Battles between Taleban and IS-K fighters have been raging in Kabul following a suicide attack at Kabul airport. PHOTO: AFP

KUALA LUMPUR (THE STAR/ASIA NEWS NETWORK, REUTERS) - Two Malaysian militants believed to be fighting alongside the Afghan affiliate of the Islamic State in Iraq and Syria (ISIS), known as Islamic State Khorasan (IS-K), have been detained by Taleban authorities.

Britain's The Times quoted Taleban CID chief Maulawi Saifullah Mohammed saying that six militants - four Afghans and two Malaysians - were detained following a gun battle on the western side of Kabul on Thursday (Aug 26) night.
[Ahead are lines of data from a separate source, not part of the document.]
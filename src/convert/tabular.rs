use std::io::Write;
use std::path::Path;

use super::{NA, Target, io_error, read_lines, split_fields};
use crate::error::GdcError;
use crate::store::AtomicWriter;

pub(super) fn tsv2idtsv(input: &Path, target: &Target) -> Result<(), GdcError> {
    let mut lines = read_lines(input)?;
    let mut writer = AtomicWriter::create(&target.path)?;
    if let Some(header) = lines.next() {
        let header = split_fields(&header?);
        writeln!(writer, "SampleId\t{}", header.join("\t"))
            .map_err(|err| io_error(&target.path, err))?;
    }
    for line in lines {
        let line = line?;
        if line.is_empty() {
            continue;
        }
        writeln!(writer, "{}\t{}", target.barcode, split_fields(&line).join("\t"))
            .map_err(|err| io_error(&target.path, err))?;
    }
    writer.commit()
}

pub(super) fn tsv2magetab(
    input: &Path,
    target: &Target,
    column_order: Option<&[usize]>,
    data_columns: Option<&[usize]>,
) -> Result<(), GdcError> {
    let mut lines = read_lines(input)?;
    let header = match lines.next() {
        Some(line) => split_fields(&line?),
        None => return Err(GdcError::Conversion(format!("{} is empty", input.display()))),
    };
    write_magetab(target, header, Vec::new(), lines, column_order, data_columns)
}

/// Expression quantification files may lack a header; a first line whose
/// second field is numeric gets `gene_id<TAB><value_column>` put above it.
pub(super) fn expression2magetab(
    input: &Path,
    target: &Target,
    value_column: &str,
) -> Result<(), GdcError> {
    let mut lines = read_lines(input)?;
    let first = match lines.next() {
        Some(line) => split_fields(&line?),
        None => return Err(GdcError::Conversion(format!("{} is empty", input.display()))),
    };
    let headerless = first
        .get(1)
        .is_some_and(|value| value.trim().parse::<f64>().is_ok());
    if headerless {
        let header = vec!["gene_id".to_string(), value_column.to_string()];
        write_magetab(target, header, vec![first], lines, None, None)
    } else {
        write_magetab(target, first, Vec::new(), lines, None, None)
    }
}

fn write_magetab(
    target: &Target,
    header: Vec<String>,
    leading_rows: Vec<Vec<String>>,
    lines: impl Iterator<Item = Result<String, GdcError>>,
    column_order: Option<&[usize]>,
    data_columns: Option<&[usize]>,
) -> Result<(), GdcError> {
    let header = reorder(header, column_order);
    let is_data = |index: usize| match data_columns {
        Some(columns) => columns.contains(&index),
        None => index > 0,
    };
    let barcodes: Vec<&str> = (1..header.len())
        .map(|index| if is_data(index) { target.barcode.as_str() } else { "" })
        .collect();

    let mut writer = AtomicWriter::create(&target.path)?;
    let path = target.path.as_path();
    let mut first_row = vec!["Hybridization REF"];
    first_row.extend(barcodes);
    writeln!(writer, "{}", first_row.join("\t")).map_err(|err| io_error(path, err))?;
    writeln!(writer, "{}", header.join("\t")).map_err(|err| io_error(path, err))?;

    for row in leading_rows {
        writeln!(writer, "{}", reorder(row, column_order).join("\t"))
            .map_err(|err| io_error(path, err))?;
    }
    for line in lines {
        let line = line?;
        if line.is_empty() {
            continue;
        }
        let row = reorder(split_fields(&line), column_order);
        writeln!(writer, "{}", row.join("\t")).map_err(|err| io_error(path, err))?;
    }
    writer.commit()
}

fn reorder(fields: Vec<String>, column_order: Option<&[usize]>) -> Vec<String> {
    match column_order {
        Some(order) => order
            .iter()
            .map(|&index| fields.get(index).cloned().unwrap_or_else(|| NA.to_string()))
            .collect(),
        None => fields,
    }
}
pub fn build_cohort_table(
    program: &str,
    project: &str,
    rows: &[DicedRow],
    format: LoadfileFormat,
    blacklist: &[String],
) -> CohortTable {
    let cohort = format.cohort_name(program, project);
    let mut table = CohortTable::default();
    let mut samples: BTreeMap<String, SampleCandidates> = BTreeMap::new();
    let mut case_level: BTreeMap<&str, Vec<&DicedRow>> = BTreeMap::new();

    for row in rows {
        if blacklist
            .iter()
            .any(|entry| row.tcga_barcode.starts_with(entry.as_str()))
        {
            table.filtered.push(FilteredRow {
                participant_id: row.case_id.clone(),
                cohort: cohort.clone(),
                annotation: row.annotation.clone(),
                reason: BLACKLIST_FILTER.to_string(),
                removed: row.tcga_barcode.clone(),
                chosen: String::new(),
            });
            continue;
        }
        table.annotations.insert(row.annotation.clone());
        if row.is_case_level() {
            case_level.entry(row.case_id.as_str()).or_default().push(row);
            continue;
        }
        let (cohort_label, abbrev) = if row.ffpe() {
            (format!("{cohort}{FFPE_ABBREV}"), FFPE_ABBREV.to_string())
        } else {
            (cohort.clone(), row.sample_type.clone())
        };
        let sample = samples
            .entry(sample_id(&cohort_label, program, &row.case_id, &abbrev))
            .or_insert_with_key(|sample_id| SampleCandidates {
                record: SampleRecord {
                    sample_id: sample_id.clone(),
                    case_id: row.case_id.clone(),
                    sample_type: abbrev.clone(),
                    ffpe: row.ffpe(),
                    set_cohort: cohort.clone(),
                    ..SampleRecord::default()
                },
                ..SampleCandidates::default()
            });
        sample
            .candidates
            .entry(row.annotation.clone())
            .or_default()
            .push((row.tcga_barcode.clone(), row.file_name.clone()));
    }

    let main = main_tumor_sample_type(project);
    for (case_id, files) in case_level {
        let has_samples = samples.values().any(|sample| sample.record.case_id == case_id);
        if !has_samples {
            let pseudo = sample_id(&cohort, program, case_id, main.abbrev);
            samples.insert(
                pseudo.clone(),
                SampleCandidates {
                    record: SampleRecord {
                        sample_id: pseudo,
                        case_id: case_id.to_string(),
                        sample_type: main.abbrev.to_string(),
                        set_cohort: cohort.clone(),
                        ..SampleRecord::default()
                    },
                    ..SampleCandidates::default()
                },
            );
        }
        for sample in samples
            .values_mut()
            .filter(|sample| sample.record.case_id == case_id)
        {
            for file in &files {
                sample
                    .candidates
                    .entry(file.annotation.clone())
                    .or_default()
                    .push((file.tcga_barcode.clone(), file.file_name.clone()));
            }
        }
    }

    for (sample_id, sample) in samples {
        let SampleCandidates {
            mut record,
            candidates,
        } = sample;
        for (annotation, options) in candidates {
            let Some((chosen, path)) = barcode::choose_replicate(&options).cloned() else {
                continue;
            };
            if options.len() > 1 {
                for (removed, removed_path) in &options {
                    if removed == &chosen && removed_path == &path {
                        continue;
                    }
                    info!(
                        sample = %sample_id,
                        %annotation,
                        %removed,
                        %chosen,
                        "replicate filtered"
                    );
                    table.filtered.push(FilteredRow {
                        participant_id: record.case_id.clone(),
                        cohort: cohort.clone(),
                        annotation: annotation.clone(),
                        reason: REPLICATE_FILTER.to_string(),
                        removed: removed.clone(),
                        chosen: chosen.clone(),
                    });
                }
            }
            if record.program_sample_id.is_empty() && chosen != record.case_id {
                record.program_sample_id = chosen.split('-').take(4).collect::<Vec<_>>().join("-");
            }
            record.attributes.insert(annotation, path);
        }
        if record.program_sample_id.is_empty() {
            record.program_sample_id = record.case_id.clone();
        }
        table.samples.insert(sample_id, record);
    }
    table
}

pub fn sample_id(cohort: &str, program: &str, case_id: &str, abbrev: &str) -> String {
    format!("{cohort}-{}-{abbrev}", cohort_suffix(program, case_id))
}

pub fn sample_set_rows(record: &SampleRecord, relabel: Option<&str>) -> Vec<(String, String)> {
    let cohort = relabel.unwrap_or(&record.set_cohort);
    if record.ffpe {
        vec![(
            format!("{cohort}{FFPE_ABBREV}-{FFPE_ABBREV}"),
            record.sample_id.clone(),
        )]
    } else {
        vec![
            (format!("{cohort}-{}", record.sample_type), record.sample_id.clone()),
            (cohort.to_string(), record.sample_id.clone()),
        ]
    }
}

pub fn load_blacklist(path: &Path) -> Result<Vec<String>, GdcError> {
    let content = fs::read_to_string(path).map_err(|err| GdcError::fs(path.display(), err))?;
    Ok(content
        .lines()
        .map(|line| line.split('#').next().unwrap_or(""))
        .filter_map(|line| line.split_whitespace().next())
        .map(str::to_string)
        .collect())
}

#[derive(Debug, Clone, Serialize)]
pub struct CohortSummary {
    pub cohort: String,
    pub samples: usize,
    pub cases: usize,
    pub filtered: usize,
}

#[derive(Debug, Clone, Serialize)]
pub struct LoadfileSummary {
    pub program: String,
    pub datestamp: Datestamp,
    pub format: LoadfileFormat,
    pub cohorts: Vec<CohortSummary>,
    pub skipped: Vec<String>,
}

pub struct Loadfile {
    dice: DiceLayout,
    layout: LoadfileLayout,
    aggregates: BTreeMap<String, Vec<String>>,
    options: LoadfileOptions,
}

impl Loadfile {
    pub fn new(dice_root: Utf8PathBuf, output_root: Utf8PathBuf, options: LoadfileOptions) -> Self {
        Self {
            dice: DiceLayout::new(dice_root),
            layout: LoadfileLayout::new(output_root),
            aggregates: BTreeMap::new(),
            options,
        }
    }

    pub fn with_aggregates(mut self, aggregates: BTreeMap<String, Vec<String>>) -> Self {
        self.aggregates = aggregates;
        self
    }

    pub fn layout(&self) -> &LoadfileLayout {
        &self.layout
    }

    pub fn projects(&self, program: &str) -> Result<Vec<String>, GdcError> {
        Ok(self
            .dice
            .projects(program)?
            .into_iter()
            .filter(|project| !self.aggregates.contains_key(project))
            .collect())
    }

    pub fn run(&self, program: &str, projects: &[String]) -> Result<LoadfileSummary, GdcError> {
        let options = &self.options;
        let mut projects = projects.to_vec();
        projects.sort();
        projects.dedup();
        info!(
            %program,
            datestamp = %options.datestamp,
            format = %options.format,
            projects = projects.len(),
            "building loadfiles"
        );

        let mut summary = LoadfileSummary {
            program: program.to_string(),
            datestamp: options.datestamp.clone(),
            format: options.format,
            cohorts: Vec::new(),
            skipped: Vec::new(),
        };
        let mut tables: BTreeMap<String, CohortTable> = BTreeMap::new();
        for project in &projects {
            let Some(rows) = self.diced_rows(program, project)? else {
                warn!(%project, datestamp = %options.datestamp, "no diced metadata, skipping project");
                summary.skipped.push(project.clone());
                continue;
            };
            let table = build_cohort_table(program, project, &rows, options.format, &options.blacklist);
            summary
                .cohorts
                .push(self.write_cohort(program, project, &table, None)?);
            tables.insert(project.clone(), table);
        }

        for (name, members) in &self.aggregates {
            let mut aggregate = CohortTable::default();
            let mut complete = true;
            for member in members {
                match tables.get(member) {
                    Some(table) => aggregate.merge(table),
                    None => match self.diced_rows(program, member)? {
                        Some(rows) => aggregate.merge(&build_cohort_table(
                            program,
                            member,
                            &rows,
                            options.format,
                            &options.blacklist,
                        )),
                        None => {
                            complete = false;
                            break;
                        }
                    },
                }
            }
            if !complete {
                warn!(aggregate = %name, "aggregate member has no diced metadata, skipping");
                summary.skipped.push(name.clone());
                continue;
            }
            let label = options.format.cohort_name(program, name);
            summary
                .cohorts
                .push(self.write_cohort(program, name, &aggregate, Some(&label))?);
        }

        if !tables.is_empty() {
            let mut pan = CohortTable::default();
            for table in tables.values() {
                pan.merge(table);
            }
            summary.cohorts.push(self.write_cohort(program, program, &pan, None)?);
        }
        Ok(summary)
    }

    fn diced_rows(&self, program: &str, project: &str) -> Result<Option<Vec<DicedRow>>, GdcError> {
        let metadata_dir = self.dice.metadata_dir(program, project);
        let Some(datestamp) = store::latest_metadata_datestamp(
            metadata_dir.as_std_path(),
            Some(&self.options.datestamp),
            None,
        )?
        else {
            return Ok(None);
        };
        let path = self.dice.diced_metadata_path(program, project, &datestamp);
        if !path.as_std_path().exists() {
            return Ok(None);
        }
        dice::read_diced_metadata(path.as_std_path()).map(Some)
    }

    fn write_cohort(
        &self,
        program: &str,
        cohort: &str,
        table: &CohortTable,
        relabel: Option<&str>,
    ) -> Result<CohortSummary, GdcError> {
        let options = &self.options;
        let format = options.format;
        let datestamp = &options.datestamp;
        let annotations: Vec<&String> = table.annotations.iter().collect();

        let mut header = vec![
            format!("{}sample_id", format.entity_prefix()),
            format.case_column().to_string(),
            "sample_type".to_string(),
            format!("{}_sample_id", program.to_ascii_lowercase()),
        ];
        header.extend(annotations.iter().map(|annotation| annotation.to_string()));
        let sample_lines = table.samples.values().map(|record| {
            let mut cells = vec![
                record.sample_id.clone(),
                record.case_id.clone(),
                record.sample_type.clone(),
                record.program_sample_id.clone(),
            ];
            cells.extend(annotations.iter().map(|annotation| {
                match record.attributes.get(annotation.as_str()) {
                    Some(path) => self.rewrite_path(path),
                    None => options.missing_file_value.clone(),
                }
            }));
            cells.join("\t")
        });
        let samples_path = self.layout.samples_path(program, cohort, datestamp);
        write_table(&samples_path, &header.join("\t"), sample_lines)?;

        let set_lines = table.samples.values().flat_map(|record| {
            sample_set_rows(record, relabel)
                .into_iter()
                .map(|(set, sample)| format!("{set}\t{sample}"))
        });
        write_table(
            &self.layout.sample_set_path(program, cohort, datestamp),
            &format!("{}sample_set_id\tsample_id", format.membership_prefix()),
            set_lines,
        )?;

        let cases = table.case_ids();
        if format.emits_cases() {
            write_table(
                &self.layout.cases_path(program, cohort, datestamp),
                &format!("{}{}", format.entity_prefix(), format.case_column()),
                cases.iter().map(|case| case.to_string()),
            )?;
        }

        let filtered_lines = table.filtered.iter().map(|row| {
            [
                row.participant_id.as_str(),
                row.cohort.as_str(),
                row.annotation.as_str(),
                row.reason.as_str(),
                row.removed.as_str(),
                row.chosen.as_str(),
            ]
            .join("\t")
        });
        write_table(
            &self.layout.filtered_path(program, cohort, datestamp),
            "Participant Id\tCohort\tAnnotation\tFilter Reason\tRemoved Samples\tChosen Sample",
            filtered_lines,
        )?;

        info!(
            %cohort,
            samples = table.samples.len(),
            filtered = table.filtered.len(),
            path = %samples_path,
            "loadfile written"
        );
        Ok(CohortSummary {
            cohort: cohort.to_string(),
            samples: table.samples.len(),
            cases: cases.len(),
            filtered: table.filtered.len(),
        })
    }

    fn rewrite_path(&self, path: &str) -> String {
        let Some(prefix) = &self.options.file_prefix else {
            return path.to_string();
        };
        match Utf8Path::new(path).strip_prefix(self.dice.root()) {
            Ok(relative) => Utf8Path::new(prefix).join(relative).to_string(),
            Err(_) => path.to_string(),
        }
    }
}
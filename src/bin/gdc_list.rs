use std::process::ExitCode;

use clap::Parser;
use miette::IntoDiagnostic;

use gdctools::api::{ApiContext, DEFAULT_PAGE_SIZE, Filter, GdcHttpClient, Query};
use gdctools::cli::{self, CommonArgs};
use gdctools::domain::{Datestamp, Endpoint};
use gdctools::output::JsonOutput;

#[derive(Parser)]
#[command(name = "gdc-list")]
#[command(about = "Query a GDC endpoint and print the results")]
struct Cli {
    #[command(flatten)]
    common: CommonArgs,

    #[arg(help = "Endpoint to query")]
    feature: Endpoint,

    #[arg(help = "Equality filters, KEY=VALUE")]
    filters: Vec<String>,

    #[arg(short = 'n', long = "num", help = "Print at most this many results")]
    num: Option<usize>,

    #[arg(short = 's', long = "size", default_value_t = DEFAULT_PAGE_SIZE, help = "Page size")]
    size: usize,

    #[arg(short = 'r', long, help = "Print full JSON hits instead of identifiers")]
    raw: bool,

    #[arg(long, help = "Query the legacy archive")]
    legacy: bool,
}

fn main() -> ExitCode {
    if let Err(report) = run() {
        eprintln!("{report:?}");
        return ExitCode::from(cli::exit_code(&report));
    }
    ExitCode::SUCCESS
}

fn run() -> miette::Result<()> {
    let cli = Cli::parse();
    let config = cli.common.load_config()?;
    cli::init_logging(
        "gdc-list",
        config.log_dir.as_deref(),
        cli.common.verbose,
        &Datestamp::today(),
    )?;

    let mut query = Query::new(cli.feature).size(cli.size);
    for filter in &cli.filters {
        let Some((key, value)) = filter.split_once('=') else {
            miette::bail!("filter must be KEY=VALUE: {filter}");
        };
        query = query.filter(Filter::eq(key.trim(), value.trim()));
    }
    if !cli.common.projects.is_empty() {
        let field = match cli.feature {
            Endpoint::Projects => "project_id",
            Endpoint::Cases => "project.project_id",
            _ => "cases.project.project_id",
        };
        query = query.filter(Filter::in_list(field, cli.common.projects.iter().cloned()));
    }

    let legacy = cli.legacy || config.legacy;
    let client = GdcHttpClient::new(ApiContext::new(legacy))?;
    let mut hits = query.get(&client)?;
    if let Some(limit) = cli.num {
        hits.truncate(limit);
    }
    if cli.raw {
        JsonOutput::print_hits(&hits).into_diagnostic()?;
    } else {
        JsonOutput::print_ids(&hits, cli.feature.sort_key()).into_diagnostic()?;
    }
    Ok(())
}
"Four are Afghans but it seems the other two are Malaysians," he said. "They aren't as tough as they think they are. We've just beaten the armies from 36 Nato countries so we know we can capture and kill ISIS wherever we find them."

However, the report did not identify the Malaysians.

Malaysia's top police official on Saturday said the country was seeking help from foreign security agencies to confirm media reports that two of its nationals had been arrested by the Taleban in Afghanistan for their alleged involvement in Islamic State.

Inspector-General of Police Acryl Sani Abdullah Sani said authorities had no information regarding the involvement of any Malaysians in the militant group in Afghanistan.

"The Royal Malaysian Police has requested security agencies abroad to confirm the reports as well as the allegations," he said. "Investigations are also being carried out on whether those reports involved Malaysian Islamic State fighters who are already overseas."

In the past decade, dozens of Malaysians have left their country to fight with Islamic State in Syria and other nations, though some have since been allowed to return under conditions set by authorities. It was unclear how many remain overseas.

Battles between Taleban and IS-K fighters have been raging in Kabul following a suicide attack at Kabul airport which saw 200 dead, including American troops.

IS-K is opposed by both the US and the Taleban. The group, which is active in South and Central Asia, aims to establish an Islamic caliphate in what was once known as the Khorasan region, made up of present-day north-eastern Iran, parts of Afghanistan and some parts of Central Asia.